(Data for this task begins)

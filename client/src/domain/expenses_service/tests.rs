//! Regression coverage for expense tracker use cases.

use std::sync::Arc;

use rstest::{fixture, rstest};
use serde_json::{Value, json};

use super::*;
use crate::domain::ports::{
    ApiRequest, ApiResponse, HttpMethod, MockApiTransport, MockSessionStore,
};
use crate::domain::{AccessToken, ErrorCode, Session};

fn respond(status: u16, body: Value) -> ApiResponse {
    ApiResponse {
        status,
        body: body.to_string().into_bytes(),
    }
}

fn is_get(request: &ApiRequest, endpoint: &Endpoint) -> bool {
    matches!(
        &request.target,
        RequestTarget::Endpoint { endpoint: target, .. } if target == endpoint
    ) && request.method == HttpMethod::Get
}

#[fixture]
fn signed_in() -> MockSessionStore {
    let mut store = MockSessionStore::new();
    store.expect_load().returning(|| {
        Ok(Some(Session::new(
            AccessToken::new("a.b.c").expect("token"),
            None,
        )))
    });
    store
}

#[fixture]
fn form() -> TransactionForm {
    TransactionForm {
        description: "Coffee".to_owned(),
        amount: "3.50".to_owned(),
        category: "2".to_owned(),
        date: "2024-01-01".to_owned(),
        kind: "expense".to_owned(),
    }
}

fn service(
    transport: MockApiTransport,
    store: MockSessionStore,
) -> ExpensesService<MockApiTransport, MockSessionStore> {
    ExpensesService::new(ApiClient::new(Arc::new(transport), Arc::new(store)))
}

fn expect_reload(transport: &mut MockApiTransport) {
    transport
        .expect_execute()
        .times(1)
        .withf(|request| is_get(request, &Endpoint::TransactionSummary))
        .returning(|_| Ok(respond(200, json!({"total_income": "0", "total_expenses": "0"}))));
    transport
        .expect_execute()
        .times(1)
        .withf(|request| is_get(request, &Endpoint::Transactions))
        .returning(|_| Ok(respond(200, json!([]))));
}

#[rstest]
#[tokio::test]
async fn dashboard_loads_all_three_sections(signed_in: MockSessionStore) {
    let mut transport = MockApiTransport::new();
    transport
        .expect_execute()
        .times(1)
        .withf(|request| is_get(request, &Endpoint::TransactionSummary))
        .returning(|_| {
            Ok(respond(
                200,
                json!({"total_income": "10.00", "total_expenses": "3.50", "net_balance": "6.50"}),
            ))
        });
    transport
        .expect_execute()
        .times(1)
        .withf(|request| is_get(request, &Endpoint::Transactions))
        .returning(|_| {
            Ok(respond(
                200,
                json!([{"id": 1, "title": "Coffee", "amount": "3.50", "type": "expense",
                        "category": 2, "created_at": "2024-01-01T00:00:00Z"}]),
            ))
        });
    transport
        .expect_execute()
        .times(1)
        .withf(|request| is_get(request, &Endpoint::Categories))
        .returning(|_| Ok(respond(200, json!([{"id": 2, "name": "Food"}]))));

    let dashboard = service(transport, signed_in)
        .dashboard(&TransactionQuery::First, None)
        .await
        .expect("dashboard");

    let summary = dashboard.ledger.summary.expect("summary");
    assert_eq!(summary.expenses().to_string(), "3.50");
    let transactions = dashboard.ledger.transactions.expect("transactions");
    assert_eq!(transactions.items().len(), 1);
    assert_eq!(dashboard.categories.expect("categories")[0].label(), "Food");
}

#[rstest]
#[tokio::test]
async fn dashboard_sections_fail_independently(signed_in: MockSessionStore) {
    let mut transport = MockApiTransport::new();
    transport
        .expect_execute()
        .withf(|request| is_get(request, &Endpoint::TransactionSummary))
        .returning(|_| Ok(ApiResponse { status: 500, body: b"boom".to_vec() }));
    transport
        .expect_execute()
        .withf(|request| is_get(request, &Endpoint::Transactions))
        .returning(|_| Ok(respond(200, json!({"count": 0, "results": []}))));
    transport
        .expect_execute()
        .withf(|request| is_get(request, &Endpoint::Categories))
        .returning(|_| Ok(ApiResponse { status: 503, body: Vec::new() }));

    let dashboard = service(transport, signed_in)
        .dashboard(&TransactionQuery::First, None)
        .await
        .expect("dashboard");

    assert_eq!(
        dashboard.ledger.summary.as_ref().expect_err("summary fails").user_message(),
        "Failed to fetch summary"
    );
    assert!(dashboard.ledger.transactions.as_ref().expect("list loads").is_empty());
    assert_eq!(
        dashboard.categories.as_ref().expect_err("categories fail").user_message(),
        "Failed to fetch categories"
    );
    assert_eq!(dashboard.redirect(), None);
}

#[tokio::test]
async fn dashboard_without_session_issues_no_requests() {
    let mut transport = MockApiTransport::new();
    transport.expect_execute().never();
    let mut store = MockSessionStore::new();
    store.expect_load().returning(|| Ok(None));

    let err = service(transport, store)
        .dashboard(&TransactionQuery::First, None)
        .await
        .expect_err("signed out");

    assert_eq!(err.redirect(), Some(Page::Login));
}

#[rstest]
#[tokio::test]
async fn filters_and_month_become_query_parameters(signed_in: MockSessionStore) {
    let mut transport = MockApiTransport::new();
    transport
        .expect_execute()
        .times(1)
        .withf(|request| {
            request.target
                == RequestTarget::with_query(
                    Endpoint::TransactionSummary,
                    vec![("month".to_owned(), "2024-03".to_owned())],
                )
        })
        .returning(|_| Ok(respond(200, json!({}))));
    transport
        .expect_execute()
        .times(1)
        .withf(|request| {
            request.target
                == RequestTarget::with_query(
                    Endpoint::Transactions,
                    vec![("category".to_owned(), "4".to_owned())],
                )
        })
        .returning(|_| Ok(respond(200, json!([]))));
    transport
        .expect_execute()
        .times(1)
        .withf(|request| is_get(request, &Endpoint::Categories))
        .returning(|_| Ok(respond(200, json!([]))));

    let query = TransactionQuery::Filtered(TransactionFilter {
        category: Some(4),
        ..TransactionFilter::default()
    });
    let month = "2024-03".parse().ok();
    let dashboard = service(transport, signed_in)
        .dashboard(&query, month)
        .await
        .expect("dashboard");

    assert_eq!(dashboard.ledger.summary.expect("summary").balance().to_string(), "0");
}

#[rstest]
#[tokio::test]
async fn next_link_is_followed_verbatim(signed_in: MockSessionStore) {
    let link = Url::parse("http://127.0.0.1:8000/api/transactions/?page=2").expect("url");
    let expected = RequestTarget::Link(link.clone());
    let mut transport = MockApiTransport::new();
    transport
        .expect_execute()
        .times(1)
        .withf(move |request| request.target == expected)
        .returning(|_| {
            Ok(respond(
                200,
                json!({"count": 3, "previous": "http://127.0.0.1:8000/api/transactions/",
                       "results": [{"id": 3, "title": "Rent", "amount": 500}]}),
            ))
        });

    let page = service(transport, signed_in)
        .transactions(&TransactionQuery::Link(link))
        .await
        .expect("page two");

    assert_eq!(page.items().len(), 1);
    assert!(page.next().is_none());
    assert!(page.previous().is_some());
}

#[rstest]
#[tokio::test]
async fn invalid_amount_blocks_submission(signed_in: MockSessionStore, form: TransactionForm) {
    let mut transport = MockApiTransport::new();
    transport.expect_execute().never();
    let invalid = TransactionForm {
        amount: "abc".to_owned(),
        ..form
    };

    let err = service(transport, signed_in)
        .create(&invalid)
        .await
        .expect_err("invalid amount");

    assert_eq!(err.code(), ErrorCode::Validation);
    assert!(err.user_message().starts_with("Please fill all fields correctly"));
}

#[rstest]
#[tokio::test]
async fn create_posts_then_reloads(signed_in: MockSessionStore, form: TransactionForm) {
    let mut transport = MockApiTransport::new();
    transport
        .expect_execute()
        .times(1)
        .withf(|request| {
            request.method == HttpMethod::Post
                && request.body
                    == Some(json!({"title": "Coffee", "amount": "3.50", "category": 2,
                                   "date": "2024-01-01", "type": "expense"}))
        })
        .returning(|_| Ok(respond(201, json!({"id": 11, "title": "Coffee"}))));
    expect_reload(&mut transport);

    let ledger = service(transport, signed_in)
        .create(&form)
        .await
        .expect("created");

    assert!(ledger.summary.is_ok());
    assert!(ledger.transactions.is_ok());
}

#[rstest]
#[tokio::test]
async fn create_surfaces_field_errors(signed_in: MockSessionStore, form: TransactionForm) {
    let mut transport = MockApiTransport::new();
    transport.expect_execute().returning(|_| {
        Ok(respond(400, json!({"category": ["Invalid pk \"2\" - object does not exist."]})))
    });

    let err = service(transport, signed_in)
        .create(&form)
        .await
        .expect_err("rejected");

    assert_eq!(
        err.user_message(),
        "category: Invalid pk \"2\" - object does not exist."
    );
}

#[rstest]
#[tokio::test]
async fn delete_hits_id_endpoint_then_reloads(signed_in: MockSessionStore) {
    let mut transport = MockApiTransport::new();
    transport
        .expect_execute()
        .times(1)
        .withf(|request| {
            request.method == HttpMethod::Delete
                && request.target == RequestTarget::from(Endpoint::Transaction(7))
        })
        .returning(|_| Ok(ApiResponse { status: 204, body: Vec::new() }));
    expect_reload(&mut transport);

    let ledger = service(transport, signed_in).delete(7).await.expect("deleted");

    assert!(ledger.transactions.expect("list").is_empty());
}

#[rstest]
#[tokio::test]
async fn failed_delete_skips_reload(signed_in: MockSessionStore) {
    let mut transport = MockApiTransport::new();
    transport
        .expect_execute()
        .times(1)
        .returning(|_| Ok(ApiResponse { status: 404, body: b"<html>".to_vec() }));

    let err = service(transport, signed_in)
        .delete(7)
        .await
        .expect_err("missing");

    assert_eq!(err.user_message(), "Failed to delete transaction");
}

#[rstest]
#[tokio::test]
async fn edit_form_keeps_transaction_when_categories_fail(signed_in: MockSessionStore) {
    let mut transport = MockApiTransport::new();
    transport
        .expect_execute()
        .times(1)
        .withf(|request| is_get(request, &Endpoint::Transaction(5)))
        .returning(|_| {
            Ok(respond(
                200,
                json!({"id": 5, "title": "Rent", "amount": "500.00", "category": 1,
                       "date": "2024-02-01", "type": "expense"}),
            ))
        });
    transport
        .expect_execute()
        .times(1)
        .withf(|request| is_get(request, &Endpoint::Categories))
        .returning(|_| Ok(ApiResponse { status: 500, body: Vec::new() }));

    let edit = service(transport, signed_in).edit_form(5).await.expect("edit form");

    assert_eq!(edit.transaction.display_description(), "Rent");
    assert_eq!(
        edit.categories.expect_err("categories").user_message(),
        "Could not load categories."
    );
}

#[rstest]
#[tokio::test]
async fn update_puts_and_returns_to_index(signed_in: MockSessionStore, form: TransactionForm) {
    let mut transport = MockApiTransport::new();
    transport
        .expect_execute()
        .times(1)
        .withf(|request| {
            request.method == HttpMethod::Put
                && request.target == RequestTarget::from(Endpoint::Transaction(5))
        })
        .returning(|_| Ok(respond(200, json!({"id": 5}))));

    let page = service(transport, signed_in)
        .update(5, &form)
        .await
        .expect("updated");

    assert_eq!(page, Page::Index);
}

#[rstest]
#[tokio::test]
async fn unauthorized_dashboard_load_redirects(signed_in: MockSessionStore) {
    let mut store = signed_in;
    store.expect_clear().returning(|| Ok(()));
    let mut transport = MockApiTransport::new();
    transport
        .expect_execute()
        .returning(|_| Ok(respond(401, json!({"detail": "Token expired"}))));

    let dashboard = service(transport, store)
        .dashboard(&TransactionQuery::First, None)
        .await
        .expect("loads ran");

    assert_eq!(dashboard.redirect(), Some(Page::Login));
}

(Data for this task ends)

> **What to work on**
Lines with the string "type": say how many appear in the entries above, giving the number alone.

> **Solution to the problem**
3